● **WHAT YOU SHOULD DO**
Would you reproduce exactly the lines below from the one holding "filename crates/blastline-sim/src/config.rs" through the one holding "pub const DEFAULT_TICK_MS: u64 = 16;", inclusive, and no others?
►
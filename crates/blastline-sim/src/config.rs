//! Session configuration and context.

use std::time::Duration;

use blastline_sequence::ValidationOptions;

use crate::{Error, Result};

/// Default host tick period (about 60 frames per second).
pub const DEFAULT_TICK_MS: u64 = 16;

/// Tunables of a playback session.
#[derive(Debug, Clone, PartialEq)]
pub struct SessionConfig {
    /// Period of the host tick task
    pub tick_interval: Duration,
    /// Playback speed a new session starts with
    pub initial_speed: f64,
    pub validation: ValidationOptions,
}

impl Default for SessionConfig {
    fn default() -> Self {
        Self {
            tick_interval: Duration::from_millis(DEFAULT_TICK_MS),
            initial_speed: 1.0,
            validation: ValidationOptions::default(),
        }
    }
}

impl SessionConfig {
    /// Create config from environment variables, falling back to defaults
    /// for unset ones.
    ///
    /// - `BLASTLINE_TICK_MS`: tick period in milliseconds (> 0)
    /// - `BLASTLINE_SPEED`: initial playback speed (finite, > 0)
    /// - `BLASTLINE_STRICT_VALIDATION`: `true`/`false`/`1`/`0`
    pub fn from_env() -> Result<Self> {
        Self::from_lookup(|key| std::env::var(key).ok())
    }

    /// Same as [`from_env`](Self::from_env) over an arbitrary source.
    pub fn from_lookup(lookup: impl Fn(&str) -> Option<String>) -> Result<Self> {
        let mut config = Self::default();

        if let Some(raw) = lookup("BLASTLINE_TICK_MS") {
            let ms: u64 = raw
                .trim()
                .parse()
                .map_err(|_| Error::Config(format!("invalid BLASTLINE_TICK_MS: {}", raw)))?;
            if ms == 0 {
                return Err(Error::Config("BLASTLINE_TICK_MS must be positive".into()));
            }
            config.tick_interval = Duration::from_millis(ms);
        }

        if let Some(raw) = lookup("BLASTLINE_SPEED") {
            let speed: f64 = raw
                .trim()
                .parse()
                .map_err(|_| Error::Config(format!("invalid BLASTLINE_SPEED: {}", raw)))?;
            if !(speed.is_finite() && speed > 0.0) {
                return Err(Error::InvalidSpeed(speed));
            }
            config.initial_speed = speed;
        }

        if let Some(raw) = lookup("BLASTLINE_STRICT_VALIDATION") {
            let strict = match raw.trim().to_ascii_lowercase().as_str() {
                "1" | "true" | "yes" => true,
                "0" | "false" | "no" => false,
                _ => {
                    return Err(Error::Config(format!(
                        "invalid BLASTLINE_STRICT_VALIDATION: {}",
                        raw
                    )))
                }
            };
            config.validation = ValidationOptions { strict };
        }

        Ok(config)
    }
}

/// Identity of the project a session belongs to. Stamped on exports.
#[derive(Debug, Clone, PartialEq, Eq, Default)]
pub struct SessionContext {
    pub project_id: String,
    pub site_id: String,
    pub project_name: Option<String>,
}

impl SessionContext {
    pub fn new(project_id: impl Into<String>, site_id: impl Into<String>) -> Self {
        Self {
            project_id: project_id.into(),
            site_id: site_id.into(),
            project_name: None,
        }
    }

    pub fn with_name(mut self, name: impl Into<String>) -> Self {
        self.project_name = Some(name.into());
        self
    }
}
◄
►
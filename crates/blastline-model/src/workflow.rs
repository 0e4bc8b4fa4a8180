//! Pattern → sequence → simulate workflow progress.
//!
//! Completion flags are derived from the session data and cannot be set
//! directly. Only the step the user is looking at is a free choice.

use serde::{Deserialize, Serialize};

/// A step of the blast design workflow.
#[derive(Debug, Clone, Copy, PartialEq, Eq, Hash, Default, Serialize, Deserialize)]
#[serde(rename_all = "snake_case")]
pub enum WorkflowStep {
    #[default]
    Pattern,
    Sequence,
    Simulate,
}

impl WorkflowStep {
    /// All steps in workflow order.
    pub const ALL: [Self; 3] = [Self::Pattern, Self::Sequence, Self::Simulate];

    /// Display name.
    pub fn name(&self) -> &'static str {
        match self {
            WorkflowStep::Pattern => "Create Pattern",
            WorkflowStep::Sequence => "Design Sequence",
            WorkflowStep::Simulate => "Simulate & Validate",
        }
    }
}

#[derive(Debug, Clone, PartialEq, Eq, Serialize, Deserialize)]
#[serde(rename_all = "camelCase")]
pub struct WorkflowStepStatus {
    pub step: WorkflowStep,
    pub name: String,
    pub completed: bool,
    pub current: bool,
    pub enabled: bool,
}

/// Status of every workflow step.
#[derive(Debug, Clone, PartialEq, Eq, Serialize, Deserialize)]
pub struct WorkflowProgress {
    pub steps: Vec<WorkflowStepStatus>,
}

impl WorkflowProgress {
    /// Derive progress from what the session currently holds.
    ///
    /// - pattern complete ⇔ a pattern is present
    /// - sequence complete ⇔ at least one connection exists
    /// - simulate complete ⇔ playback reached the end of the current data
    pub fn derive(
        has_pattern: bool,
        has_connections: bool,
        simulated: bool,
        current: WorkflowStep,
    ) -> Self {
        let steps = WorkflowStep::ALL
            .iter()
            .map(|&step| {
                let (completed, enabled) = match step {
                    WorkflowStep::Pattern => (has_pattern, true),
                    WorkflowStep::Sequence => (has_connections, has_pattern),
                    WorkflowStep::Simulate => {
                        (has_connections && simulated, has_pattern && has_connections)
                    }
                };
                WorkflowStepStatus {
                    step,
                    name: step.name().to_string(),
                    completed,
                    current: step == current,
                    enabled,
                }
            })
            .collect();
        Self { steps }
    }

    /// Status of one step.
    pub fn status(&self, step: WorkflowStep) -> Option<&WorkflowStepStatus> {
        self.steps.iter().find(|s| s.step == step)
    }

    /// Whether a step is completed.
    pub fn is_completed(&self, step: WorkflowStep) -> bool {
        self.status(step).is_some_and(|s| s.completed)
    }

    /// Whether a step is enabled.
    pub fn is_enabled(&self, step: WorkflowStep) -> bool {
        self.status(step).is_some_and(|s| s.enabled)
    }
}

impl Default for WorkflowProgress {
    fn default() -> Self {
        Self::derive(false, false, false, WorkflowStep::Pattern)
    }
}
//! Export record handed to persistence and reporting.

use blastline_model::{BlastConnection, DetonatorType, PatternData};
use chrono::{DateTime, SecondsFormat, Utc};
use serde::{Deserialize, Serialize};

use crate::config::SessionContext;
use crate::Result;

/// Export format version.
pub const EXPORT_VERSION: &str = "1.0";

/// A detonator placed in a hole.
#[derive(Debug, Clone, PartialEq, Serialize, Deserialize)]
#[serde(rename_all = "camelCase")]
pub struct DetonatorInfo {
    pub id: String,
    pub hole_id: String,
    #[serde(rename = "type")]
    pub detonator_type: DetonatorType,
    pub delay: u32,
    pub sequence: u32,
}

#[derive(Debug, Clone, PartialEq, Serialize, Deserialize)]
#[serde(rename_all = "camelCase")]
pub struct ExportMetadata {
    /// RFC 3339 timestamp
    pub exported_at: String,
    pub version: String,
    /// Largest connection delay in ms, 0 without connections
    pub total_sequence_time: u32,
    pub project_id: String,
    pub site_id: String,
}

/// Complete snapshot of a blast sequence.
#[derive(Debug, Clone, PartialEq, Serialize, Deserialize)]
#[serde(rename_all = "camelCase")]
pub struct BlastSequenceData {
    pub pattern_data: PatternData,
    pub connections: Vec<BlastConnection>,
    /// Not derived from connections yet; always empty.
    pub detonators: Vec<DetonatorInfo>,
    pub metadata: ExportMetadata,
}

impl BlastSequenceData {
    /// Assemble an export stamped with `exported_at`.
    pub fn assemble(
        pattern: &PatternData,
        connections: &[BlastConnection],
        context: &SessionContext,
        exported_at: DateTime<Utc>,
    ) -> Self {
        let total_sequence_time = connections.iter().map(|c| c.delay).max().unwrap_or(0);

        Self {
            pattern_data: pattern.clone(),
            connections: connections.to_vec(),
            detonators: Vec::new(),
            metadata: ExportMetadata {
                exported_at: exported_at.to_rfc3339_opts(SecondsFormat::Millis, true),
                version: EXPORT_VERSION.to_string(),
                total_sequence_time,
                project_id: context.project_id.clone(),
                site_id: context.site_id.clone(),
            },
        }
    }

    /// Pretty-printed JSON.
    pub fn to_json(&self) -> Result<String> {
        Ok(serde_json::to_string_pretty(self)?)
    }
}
◄
►
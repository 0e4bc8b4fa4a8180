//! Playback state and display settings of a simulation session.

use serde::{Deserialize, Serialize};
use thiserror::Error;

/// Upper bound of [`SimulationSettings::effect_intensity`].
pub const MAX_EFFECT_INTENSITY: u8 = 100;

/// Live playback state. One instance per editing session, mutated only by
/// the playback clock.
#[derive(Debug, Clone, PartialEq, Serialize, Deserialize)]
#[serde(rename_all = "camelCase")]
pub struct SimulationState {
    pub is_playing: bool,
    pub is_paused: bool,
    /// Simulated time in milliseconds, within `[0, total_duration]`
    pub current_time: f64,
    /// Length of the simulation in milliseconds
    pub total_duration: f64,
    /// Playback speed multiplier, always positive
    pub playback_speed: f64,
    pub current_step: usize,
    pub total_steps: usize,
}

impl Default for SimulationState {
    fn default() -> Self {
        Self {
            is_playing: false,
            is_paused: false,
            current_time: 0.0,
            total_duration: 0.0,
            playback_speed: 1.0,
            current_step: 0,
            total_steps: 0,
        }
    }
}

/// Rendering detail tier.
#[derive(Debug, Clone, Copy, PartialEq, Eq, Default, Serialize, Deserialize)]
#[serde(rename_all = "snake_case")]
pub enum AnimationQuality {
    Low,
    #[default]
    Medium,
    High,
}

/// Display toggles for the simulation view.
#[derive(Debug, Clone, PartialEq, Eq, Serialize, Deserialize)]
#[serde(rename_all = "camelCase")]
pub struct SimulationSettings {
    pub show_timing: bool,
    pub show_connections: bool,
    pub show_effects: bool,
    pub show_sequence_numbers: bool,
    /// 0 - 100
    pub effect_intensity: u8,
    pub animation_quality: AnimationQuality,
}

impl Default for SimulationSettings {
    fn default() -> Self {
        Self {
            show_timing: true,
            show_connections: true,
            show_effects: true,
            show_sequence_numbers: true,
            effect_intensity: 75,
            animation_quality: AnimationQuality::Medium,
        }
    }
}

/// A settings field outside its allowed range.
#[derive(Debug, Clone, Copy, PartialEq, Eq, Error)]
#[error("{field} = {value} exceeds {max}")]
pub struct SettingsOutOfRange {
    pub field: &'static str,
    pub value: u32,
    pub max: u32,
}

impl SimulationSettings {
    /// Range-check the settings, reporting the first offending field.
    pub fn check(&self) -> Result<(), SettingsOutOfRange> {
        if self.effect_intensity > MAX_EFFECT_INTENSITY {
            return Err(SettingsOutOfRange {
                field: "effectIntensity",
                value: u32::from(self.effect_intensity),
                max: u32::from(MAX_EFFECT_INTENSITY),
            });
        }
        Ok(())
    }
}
◄
● **EXPECTED ANSWER**
filename crates/blastline-sim/src/config.rs
//! Session configuration and context.

use std::time::Duration;

use blastline_sequence::ValidationOptions;

use crate::{Error, Result};

/// Default host tick period (about 60 frames per second).
pub const DEFAULT_TICK_MS: u64 = 16;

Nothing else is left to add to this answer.